== Segment start ==
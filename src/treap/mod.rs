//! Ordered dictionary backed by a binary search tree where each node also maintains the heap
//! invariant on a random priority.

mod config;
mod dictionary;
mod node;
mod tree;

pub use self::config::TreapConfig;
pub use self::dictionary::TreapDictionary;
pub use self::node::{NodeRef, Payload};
== Segment end ==
* _Directions for this task_: All lines of the entries above where "dictionary" turns up should be reported.

* _Answer area_:
//! Ordered dictionary backed by a binary search tree where each node also maintains the heap
mod dictionary;
pub use self::dictionary::TreapDictionary;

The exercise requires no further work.